ACTIVITY: Set the entries below down again, please. Match them exactly.
= = = = = = =
//! Error types for configuration loading and validation.

use std::path::PathBuf;

use thiserror::Error;

/// Errors emitted while building or loading an [`AgentConfig`](crate::AgentConfig).
#[derive(Debug, Error)]
pub enum ConfigError {
    /// A configuration value failed validation.
    #[error("invalid agent configuration: {0}")]
    Invalid(&'static str),
    /// The configuration file could not be read.
    #[error("failed to read configuration from {path}: {source}")]
    Io {
        /// File that was being read.
        path: PathBuf,
        /// Underlying I/O failure.
        #[source]
        source: std::io::Error,
    },
    /// The configuration document was not valid JSON for the schema.
    #[error("malformed configuration document: {source}")]
    Parse {
        /// Source [`serde_json::Error`].
        #[from]
        source: serde_json::Error,
    },
}

/// Result alias for configuration operations.
pub type ConfigResult<T> = Result<T, ConfigError>;
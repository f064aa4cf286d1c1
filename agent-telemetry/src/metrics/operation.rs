//! Counters shared by every aggregator: throughput, outcome counts, timing.

use std::sync::atomic::{AtomicI64, AtomicU64, Ordering};
use std::time::{Duration, Instant};

use chrono::{DateTime, Utc};
use serde::Serialize;

use super::ratio;

const NO_STAMP: i64 = i64::MIN;

#[derive(Debug)]
pub(crate) struct Stamp(AtomicI64);

impl Stamp {
    pub(crate) const fn empty() -> Self {
        Self(AtomicI64::new(NO_STAMP))
    }

    pub(crate) fn mark_now(&self) {
        self.0.store(Utc::now().timestamp_micros(), Ordering::Relaxed);
    }

    pub(crate) fn clear(&self) {
        self.0.store(NO_STAMP, Ordering::Relaxed);
    }

    pub(crate) fn get(&self) -> Option<DateTime<Utc>> {
        match self.0.load(Ordering::Relaxed) {
            NO_STAMP => None,
            micros => DateTime::from_timestamp_micros(micros),
        }
    }
}

fn nanos(elapsed: Duration) -> u64 {
    u64::try_from(elapsed.as_nanos()).unwrap_or(u64::MAX)
}

/// Raw operation counters. Callers hold the owning aggregator's gate.
#[derive(Debug)]
pub(crate) struct Operations {
    processed: AtomicU64,
    succeeded: AtomicU64,
    failed: AtomicU64,
    total_nanos: AtomicU64,
    min_nanos: AtomicU64,
    max_nanos: AtomicU64,
    last_started: Stamp,
    last_finished: Stamp,
    created_at: DateTime<Utc>,
    created: Instant,
}

impl Default for Operations {
    fn default() -> Self {
        Self {
            processed: AtomicU64::new(0),
            succeeded: AtomicU64::new(0),
            failed: AtomicU64::new(0),
            total_nanos: AtomicU64::new(0),
            min_nanos: AtomicU64::new(u64::MAX),
            max_nanos: AtomicU64::new(0),
            last_started: Stamp::empty(),
            last_finished: Stamp::empty(),
            created_at: Utc::now(),
            created: Instant::now(),
        }
    }
}

impl Operations {
    pub(crate) fn started(&self) {
        self.last_started.mark_now();
    }

    pub(crate) fn succeeded(&self, elapsed: Duration) {
        self.succeeded.fetch_add(1, Ordering::Relaxed);
        self.finished(elapsed);
    }

    pub(crate) fn failed(&self, elapsed: Duration) {
        self.failed.fetch_add(1, Ordering::Relaxed);
        self.finished(elapsed);
    }

    fn finished(&self, elapsed: Duration) {
        let elapsed = nanos(elapsed);
        self.processed.fetch_add(1, Ordering::Relaxed);
        self.total_nanos.fetch_add(elapsed, Ordering::Relaxed);
        self.min_nanos.fetch_min(elapsed, Ordering::Relaxed);
        self.max_nanos.fetch_max(elapsed, Ordering::Relaxed);
        self.last_finished.mark_now();
    }

    pub(crate) fn reset(&self) {
        self.processed.store(0, Ordering::Relaxed);
        self.succeeded.store(0, Ordering::Relaxed);
        self.failed.store(0, Ordering::Relaxed);
        self.total_nanos.store(0, Ordering::Relaxed);
        self.min_nanos.store(u64::MAX, Ordering::Relaxed);
        self.max_nanos.store(0, Ordering::Relaxed);
        self.last_started.clear();
        self.last_finished.clear();
    }

    pub(crate) fn snapshot(&self) -> OperationSnapshot {
        let min = self.min_nanos.load(Ordering::Relaxed);
        OperationSnapshot {
            processed: self.processed.load(Ordering::Relaxed),
            succeeded: self.succeeded.load(Ordering::Relaxed),
            failed: self.failed.load(Ordering::Relaxed),
            total_duration: Duration::from_nanos(self.total_nanos.load(Ordering::Relaxed)),
            min_duration: if min == u64::MAX {
                Duration::ZERO
            } else {
                Duration::from_nanos(min)
            },
            max_duration: Duration::from_nanos(self.max_nanos.load(Ordering::Relaxed)),
            last_started_at: self.last_started.get(),
            last_finished_at: self.last_finished.get(),
            created_at: self.created_at,
            uptime: self.created.elapsed(),
        }
    }
}

/// Point-in-time view of the operation counters.
#[derive(Debug, Clone, PartialEq, Serialize)]
pub struct OperationSnapshot {
    /// Operations that finished, successfully or not.
    pub processed: u64,
    /// Operations that finished successfully.
    pub succeeded: u64,
    /// Operations that failed.
    pub failed: u64,
    /// Sum of processing durations.
    pub total_duration: Duration,
    /// Shortest processing duration; zero before the first operation.
    pub min_duration: Duration,
    /// Longest processing duration.
    pub max_duration: Duration,
    /// When the most recent operation started.
    pub last_started_at: Option<DateTime<Utc>>,
    /// When the most recent operation finished.
    pub last_finished_at: Option<DateTime<Utc>>,
    /// When the aggregator was created; not affected by resets.
    pub created_at: DateTime<Utc>,
    /// Time since the aggregator was created.
    pub uptime: Duration,
}

impl OperationSnapshot {
    /// `succeeded / processed`, `0.0` before the first operation.
    #[must_use]
    pub fn success_rate(&self) -> f64 {
        ratio(self.succeeded, self.processed)
    }

    /// `failed / processed`, `0.0` before the first operation.
    #[must_use]
    pub fn failure_rate(&self) -> f64 {
        ratio(self.failed, self.processed)
    }

    /// Mean processing duration.
    #[must_use]
    pub fn average_duration(&self) -> Duration {
        match u32::try_from(self.processed) {
            Ok(0) => Duration::ZERO,
            Ok(count) => self.total_duration / count,
            Err(_) => {
                let nanos = self.total_duration.as_nanos() / u128::from(self.processed);
                Duration::from_nanos(u64::try_from(nanos).unwrap_or(u64::MAX))
            }
        }
    }

    /// Operations per second of uptime.
    #[must_use]
    #[allow(clippy::cast_precision_loss)]
    pub fn throughput(&self) -> f64 {
        let seconds = self.uptime.as_secs_f64();
        if self.processed == 0 || seconds <= 0.0 {
            0.0
        } else {
            self.processed as f64 / seconds
        }
    }
}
= = = = = = =
TASK ANSWER:
//! Error types for configuration loading and validation.

use std::path::PathBuf;

use thiserror::Error;

/// Errors emitted while building or loading an [`AgentConfig`](crate::AgentConfig).
#[derive(Debug, Error)]
pub enum ConfigError {
    /// A configuration value failed validation.
    #[error("invalid agent configuration: {0}")]
    Invalid(&'static str),
    /// The configuration file could not be read.
    #[error("failed to read configuration from {path}: {source}")]
    Io {
        /// File that was being read.
        path: PathBuf,
        /// Underlying I/O failure.
        #[source]
        source: std::io::Error,
    },
    /// The configuration document was not valid JSON for the schema.
    #[error("malformed configuration document: {source}")]
    Parse {
        /// Source [`serde_json::Error`].
        #[from]
        source: serde_json::Error,
    },
}

/// Result alias for configuration operations.
pub type ConfigResult<T> = Result<T, ConfigError>;
repository f064aa4cf286d1c1
filename agent-telemetry/src/metrics/operation.rs
//! Counters shared by every aggregator: throughput, outcome counts, timing.

use std::sync::atomic::{AtomicI64, AtomicU64, Ordering};
use std::time::{Duration, Instant};

use chrono::{DateTime, Utc};
use serde::Serialize;

use super::ratio;

const NO_STAMP: i64 = i64::MIN;

#[derive(Debug)]
pub(crate) struct Stamp(AtomicI64);

impl Stamp {
    pub(crate) const fn empty() -> Self {
        Self(AtomicI64::new(NO_STAMP))
    }

    pub(crate) fn mark_now(&self) {
        self.0.store(Utc::now().timestamp_micros(), Ordering::Relaxed);
    }

    pub(crate) fn clear(&self) {
        self.0.store(NO_STAMP, Ordering::Relaxed);
    }

    pub(crate) fn get(&self) -> Option<DateTime<Utc>> {
        match self.0.load(Ordering::Relaxed) {
            NO_STAMP => None,
            micros => DateTime::from_timestamp_micros(micros),
        }
    }
}

fn nanos(elapsed: Duration) -> u64 {
    u64::try_from(elapsed.as_nanos()).unwrap_or(u64::MAX)
}

/// Raw operation counters. Callers hold the owning aggregator's gate.
#[derive(Debug)]
pub(crate) struct Operations {
    processed: AtomicU64,
    succeeded: AtomicU64,
    failed: AtomicU64,
    total_nanos: AtomicU64,
    min_nanos: AtomicU64,
    max_nanos: AtomicU64,
    last_started: Stamp,
    last_finished: Stamp,
    created_at: DateTime<Utc>,
    created: Instant,
}

impl Default for Operations {
    fn default() -> Self {
        Self {
            processed: AtomicU64::new(0),
            succeeded: AtomicU64::new(0),
            failed: AtomicU64::new(0),
            total_nanos: AtomicU64::new(0),
            min_nanos: AtomicU64::new(u64::MAX),
            max_nanos: AtomicU64::new(0),
            last_started: Stamp::empty(),
            last_finished: Stamp::empty(),
            created_at: Utc::now(),
            created: Instant::now(),
        }
    }
}

impl Operations {
    pub(crate) fn started(&self) {
        self.last_started.mark_now();
    }

    pub(crate) fn succeeded(&self, elapsed: Duration) {
        self.succeeded.fetch_add(1, Ordering::Relaxed);
        self.finished(elapsed);
    }

    pub(crate) fn failed(&self, elapsed: Duration) {
        self.failed.fetch_add(1, Ordering::Relaxed);
        self.finished(elapsed);
    }

    fn finished(&self, elapsed: Duration) {
        let elapsed = nanos(elapsed);
        self.processed.fetch_add(1, Ordering::Relaxed);
        self.total_nanos.fetch_add(elapsed, Ordering::Relaxed);
        self.min_nanos.fetch_min(elapsed, Ordering::Relaxed);
        self.max_nanos.fetch_max(elapsed, Ordering::Relaxed);
        self.last_finished.mark_now();
    }

    pub(crate) fn reset(&self) {
        self.processed.store(0, Ordering::Relaxed);
        self.succeeded.store(0, Ordering::Relaxed);
        self.failed.store(0, Ordering::Relaxed);
        self.total_nanos.store(0, Ordering::Relaxed);
        self.min_nanos.store(u64::MAX, Ordering::Relaxed);
        self.max_nanos.store(0, Ordering::Relaxed);
        self.last_started.clear();
        self.last_finished.clear();
    }

    pub(crate) fn snapshot(&self) -> OperationSnapshot {
        let min = self.min_nanos.load(Ordering::Relaxed);
        OperationSnapshot {
            processed: self.processed.load(Ordering::Relaxed),
            succeeded: self.succeeded.load(Ordering::Relaxed),
            failed: self.failed.load(Ordering::Relaxed),
            total_duration: Duration::from_nanos(self.total_nanos.load(Ordering::Relaxed)),
            min_duration: if min == u64::MAX {
                Duration::ZERO
            } else {
                Duration::from_nanos(min)
            },
            max_duration: Duration::from_nanos(self.max_nanos.load(Ordering::Relaxed)),
            last_started_at: self.last_started.get(),
            last_finished_at: self.last_finished.get(),
            created_at: self.created_at,
            uptime: self.created.elapsed(),
        }
    }
}

/// Point-in-time view of the operation counters.
#[derive(Debug, Clone, PartialEq, Serialize)]
pub struct OperationSnapshot {
    /// Operations that finished, successfully or not.
    pub processed: u64,
    /// Operations that finished successfully.
    pub succeeded: u64,
    /// Operations that failed.
    pub failed: u64,
    /// Sum of processing durations.
    pub total_duration: Duration,
    /// Shortest processing duration; zero before the first operation.
    pub min_duration: Duration,
    /// Longest processing duration.
    pub max_duration: Duration,
    /// When the most recent operation started.
    pub last_started_at: Option<DateTime<Utc>>,
    /// When the most recent operation finished.
    pub last_finished_at: Option<DateTime<Utc>>,
    /// When the aggregator was created; not affected by resets.
    pub created_at: DateTime<Utc>,
    /// Time since the aggregator was created.
    pub uptime: Duration,
}

impl OperationSnapshot {
    /// `succeeded / processed`, `0.0` before the first operation.
    #[must_use]
    pub fn success_rate(&self) -> f64 {
        ratio(self.succeeded, self.processed)
    }

    /// `failed / processed`, `0.0` before the first operation.
    #[must_use]
    pub fn failure_rate(&self) -> f64 {
        ratio(self.failed, self.processed)
    }

    /// Mean processing duration.
    #[must_use]
    pub fn average_duration(&self) -> Duration {
        match u32::try_from(self.processed) {
            Ok(0) => Duration::ZERO,
            Ok(count) => self.total_duration / count,
            Err(_) => {
                let nanos = self.total_duration.as_nanos() / u128::from(self.processed);
                Duration::from_nanos(u64::try_from(nanos).unwrap_or(u64::MAX))
            }
        }
    }

    /// Operations per second of uptime.
    #[must_use]
    #[allow(clippy::cast_precision_loss)]
    pub fn throughput(&self) -> f64 {
        let seconds = self.uptime.as_secs_f64();
        if self.processed == 0 || seconds <= 0.0 {
            0.0
        } else {
            self.processed as f64 / seconds
        }
    }
}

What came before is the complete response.